= Saskatchewan doctors' strike =

1962 doctors' strike against universal health insurance

The Saskatchewan doctors' strike was a 23-day labour action exercised by medical doctors in 1962 in the Canadian province of Saskatchewan in an attempt to force the Co-operative Commonwealth Federation government of Saskatchewan to drop its program of universal medical insurance. The strike was from July 1, the day the Saskatchewan Medical Care Insurance Act took force, to July 23.

==Background==
The Medicare plan was announced by premier Tommy Douglas in 1959 at a speech he made during the Birch Hills by-election campaign. It was the main issue of the 1960 provincial election, which was won by his Co-operative Commonwealth Federation government. A commission was struck by the government to make recommendations for the plan's implementation and was met with opposition by the Saskatchewan College of Physicians and Surgeons, which testified that doctors would not co-operate with a compulsory, government-run plan.

The Saskatchewan Medical Care Insurance Bill was introduced in the Saskatchewan legislature on October 13, 1961, and was passed and given royal assent in November. By then, Douglas had stepped down as premier in order to assume the leadership of the newly formed federal New Democratic Party and was replaced as provincial premier and CCF leader by Woodrow Lloyd who was to face enormous pressure to withdraw the plan. In an attempt to reach a compromise, Lloyd delayed the implementation of Medicare from April to July 1962.

==Strike==
In May 1962, a meeting of the College of Physicians and Surgeons of Saskatchewan passed a resolution vowing that physicians would close their practices when Medicare came into force. "Keep Our Doctors" committees were established throughout the province and a campaign, backed by the Regina Leader-Post was undertaken, with warnings that most doctors would leave the province if socialized medicine were introduced. On July 1, 1962, the doctors strike began and approximately 90% of the province's doctors shut their offices.

During this time, anonymous letters signed by "the Swift Current citizens safety committee" accused doctors of rebelling against the people, and gave doctors until the morning of July 6 to return to normal practice or suffer harm to them and their families. This led to the death by heart attack of threat recipient Dr. Emil John Kusey of Canora, on July 5.
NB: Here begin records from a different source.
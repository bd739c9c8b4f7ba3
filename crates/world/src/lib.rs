//! World model: the tile grid owned by game logic.
//!
//! # Invariants
//! - Only the game-logic thread mutates a `WorldGrid`.
//! - All mutations flow through explicit operations and are logged.
//! - Tiles reference occupants by handle; the arena owns them.

mod arena;
mod grid;
mod occupant;

pub use arena::{OccupantArena, OccupantHandle};
pub use grid::{Tile, WorldError, WorldEvent, WorldGrid};
pub use occupant::{Occupant, Terrain, WallEdge};

pub fn crate_info() -> &'static str {
    "tilexr-world v0.1.0"
}
use std::sync::atomic::{AtomicUsize, Ordering};
use std::sync::{Arc, Weak};

use parking_lot::Mutex;
use tilexr_common::{Aabb, ZoneCoord};

use crate::vertex::{Vertex, ZoneMesh};

/// Published, immutable geometry of one zone at one version.
///
/// A `ZoneBuffer` is only ever constructed from a fully written staging mesh
/// and never mutated afterwards; replacing a zone means publishing a new
/// buffer. When the last reference drops, the storage goes back to the pool
/// it came from.
#[derive(Debug)]
pub struct ZoneBuffer {
    zone: ZoneCoord,
    version: u64,
    mesh: ZoneMesh,
    recycle: Weak<PoolShared>,
}

impl ZoneBuffer {
    pub(crate) fn new(zone: ZoneCoord, version: u64, mesh: ZoneMesh, pool: &BufferPool) -> Self {
        Self {
            zone,
            version,
            mesh,
            recycle: Arc::downgrade(&pool.shared),
        }
    }

    pub fn zone(&self) -> ZoneCoord {
        self.zone
    }

    /// Monotonically increasing per-zone version.
    pub fn version(&self) -> u64 {
        self.version
    }

    pub fn vertices(&self) -> &[Vertex] {
        &self.mesh.vertices
    }

    pub fn indices(&self) -> &[u32] {
        &self.mesh.indices
    }

    pub fn index_count(&self) -> u32 {
        self.mesh.indices.len() as u32
    }

    pub fn bounds(&self) -> Aabb {
        self.mesh.bounds
    }

    /// Zones with no terrain and no occupants publish an empty buffer.
    pub fn is_empty(&self) -> bool {
        self.mesh.is_empty()
    }

    pub fn vertex_bytes(&self) -> &[u8] {
        self.mesh.vertex_bytes()
    }

    pub fn index_bytes(&self) -> &[u8] {
        self.mesh.index_bytes()
    }
}

impl Drop for ZoneBuffer {
    fn drop(&mut self) {
        if let Some(pool) = self.recycle.upgrade() {
            pool.give_back(std::mem::take(&mut self.mesh));
        }
    }
}

#[derive(Debug)]
struct PoolShared {
    free: Mutex<Vec<ZoneMesh>>,
    max_retained: usize,
    allocated: AtomicUsize,
    reused: AtomicUsize,
    returned: AtomicUsize,
}

impl PoolShared {
    fn give_back(&self, mut mesh: ZoneMesh) {
        mesh.clear();
        let mut free = self.free.lock();
        if free.len() < self.max_retained {
            free.push(mesh);
            self.returned.fetch_add(1, Ordering::Relaxed);
        }
    }
}

/// Counters describing pool behaviour since creation.
#[derive(Debug, Clone, Copy, Default, PartialEq, Eq)]
pub struct PoolStats {
    pub allocated: usize,
    pub reused: usize,
    pub returned: usize,
    pub available: usize,
}

/// Reuse pool for zone mesh storage.
///
/// Buffers released by old snapshots land here instead of being freed, and
/// the uploader draws its staging meshes from it.
#[derive(Debug, Clone)]
pub struct BufferPool {
    shared: Arc<PoolShared>,
}

impl Default for BufferPool {
    fn default() -> Self {
        Self::new(tilexr_common::ZONE_COUNT * 2)
    }
}

impl BufferPool {
    /// Pool that keeps at most `max_retained` idle meshes.
    pub fn new(max_retained: usize) -> Self {
        Self {
            shared: Arc::new(PoolShared {
                free: Mutex::new(Vec::new()),
                max_retained,
                allocated: AtomicUsize::new(0),
                reused: AtomicUsize::new(0),
                returned: AtomicUsize::new(0),
            }),
        }
    }

    /// An empty mesh to write into, recycled when possible.
    pub fn take(&self) -> ZoneMesh {
        if let Some(mesh) = self.shared.free.lock().pop() {
            self.shared.reused.fetch_add(1, Ordering::Relaxed);
            return mesh;
        }
        self.shared.allocated.fetch_add(1, Ordering::Relaxed);
        ZoneMesh::new()
    }

    /// Return a staging mesh that was never published.
    pub fn give_back(&self, mesh: ZoneMesh) {
        self.shared.give_back(mesh);
    }

    pub fn available(&self) -> usize {
        self.shared.free.lock().len()
    }

    pub fn stats(&self) -> PoolStats {
        PoolStats {
            allocated: self.shared.allocated.load(Ordering::Relaxed),
            reused: self.shared.reused.load(Ordering::Relaxed),
            returned: self.shared.returned.load(Ordering::Relaxed),
            available: self.available(),
        }
    }
}

#[cfg(test)]
mod tests {
    use super::*;

    fn filled_mesh() -> ZoneMesh {
        let mut mesh = ZoneMesh::new();
        mesh.push_floor(0.0, 0.0, 1.0, 1.0, 0.0, 1);
        mesh
    }

    #[test]
    fn dropped_buffer_returns_storage_to_pool() {
        let pool = BufferPool::new(8);
        let buffer = Arc::new(ZoneBuffer::new(
            ZoneCoord::new(0, 0),
            1,
            filled_mesh(),
            &pool,
        ));
        let second_ref = Arc::clone(&buffer);
        drop(buffer);
        assert_eq!(pool.available(), 0);
        drop(second_ref);
        assert_eq!(pool.available(), 1);

        let recycled = pool.take();
        assert!(recycled.is_empty());
        assert!(recycled.vertices.capacity() >= 4);
        assert_eq!(pool.stats().reused, 1);
    }

    #[test]
    fn pool_caps_retained_meshes() {
        let pool = BufferPool::new(1);
        pool.give_back(filled_mesh());
        pool.give_back(filled_mesh());
        assert_eq!(pool.available(), 1);
    }

    #[test]
    fn buffer_outliving_pool_is_fine() {
        let pool = BufferPool::new(4);
        let buffer = ZoneBuffer::new(ZoneCoord::new(1, 1), 3, filled_mesh(), &pool);
        drop(pool);
        assert_eq!(buffer.version(), 3);
        drop(buffer);
    }
}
==Response of government==
The government brought in doctors from Britain, the United States, and other provinces to staff community clinics that were set up to meet demand for health services. A July 11 rally in support of the doctors in front of the Saskatchewan legislature in Regina attracted about 4,000 people, one tenth the number hoped for by the organizers. By mid-July some of the striking doctors returned to work. Lord Taylor, a British physician who had helped implement the National Health Service in the United Kingdom, was brought in as a mediator and the "Saskatoon Agreement" ending the strike was signed on July 23, 1962. As a result of the agreement, amendments to the Act were introduced allowing doctors to opt out of Medicare and raising fee payments to doctors under the plan and to increase the number of physicians sitting on the Medical Care Insurance Commission. By 1965, most doctors favoured the continuation of Medicare.

==Outcome and legacy==
The strike was a significant test for public healthcare. The strike's failure allowed the program to continue, and the Saskatchewan model was adopted throughout Canada within ten years. The political divisions within the province aggravated by the strike contributed to the Lloyd's government defeat in the 1964 provincial election. However, even though the Saskatchewan Liberal Party of Ross Thatcher had opposed the plan, Medicare's popularity was such that by the time of the election Liberals promised to not only leave it in place, but to expand it even more.

The Saskatchewan CCF government and the doctor's strike was portrayed in the film Prairie Giant: The Tommy Douglas Story (2006).